AIM OF THE TASK:
Pick every line from the data below that contains the string "crate" and copy it.

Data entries
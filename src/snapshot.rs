//! Point-in-time board snapshot delivered by the data collaborator

use schemars::JsonSchema;
use serde::{Deserialize, Serialize};
use serde_json::Value;
use std::path::Path;
use tracing::info;

use crate::board::{AssignmentBoard, BoardKind, Demand, Project};
use crate::error::SnapshotError;

#[derive(Debug, Clone, Default, Deserialize, Serialize, JsonSchema)]
pub struct BoardSnapshot {
    /// Selected project; without one the roster stays empty
    #[serde(default)]
    pub project: Option<Project>,

    /// `demand` boards hold bare ids, `assignment` boards carry regional tags
    #[serde(default)]
    pub kind: BoardKind,

    /// Raw user records; only `id`/`_id`, `name`, `avatar` and project keys are read
    #[serde(default)]
    pub members: Vec<Value>,

    #[serde(default, alias = "assignments")]
    pub demands: Vec<Demand>,
}

impl BoardSnapshot {
    /// Load a snapshot; `.yaml`/`.yml` files are read as YAML, anything else as JSON
    pub fn load(path: &Path) -> Result<Self, SnapshotError> {
        let content = std::fs::read_to_string(path).map_err(|e| SnapshotError::ReadFile {
            path: path.to_path_buf(),
            source: e,
        })?;

        let is_yaml = path
            .extension()
            .and_then(|ext| ext.to_str())
            .is_some_and(|ext| ext.eq_ignore_ascii_case("yaml") || ext.eq_ignore_ascii_case("yml"));

        let snapshot: BoardSnapshot = if is_yaml {
            serde_yaml::from_str(&content)?
        } else {
            serde_json::from_str(&content)?
        };

        info!(
            "Loaded snapshot {} ({} user records, {} demands)",
            path.display(),
            snapshot.members.len(),
            snapshot.demands.len()
        );
        Ok(snapshot)
    }

    pub fn into_board(self) -> AssignmentBoard {
        AssignmentBoard::new(self.project, self.kind, &self.members, self.demands)
    }
}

EXERCISE OUTPUT:
use crate::board::{AssignmentBoard, BoardKind, Demand, Project};
use crate::error::SnapshotError;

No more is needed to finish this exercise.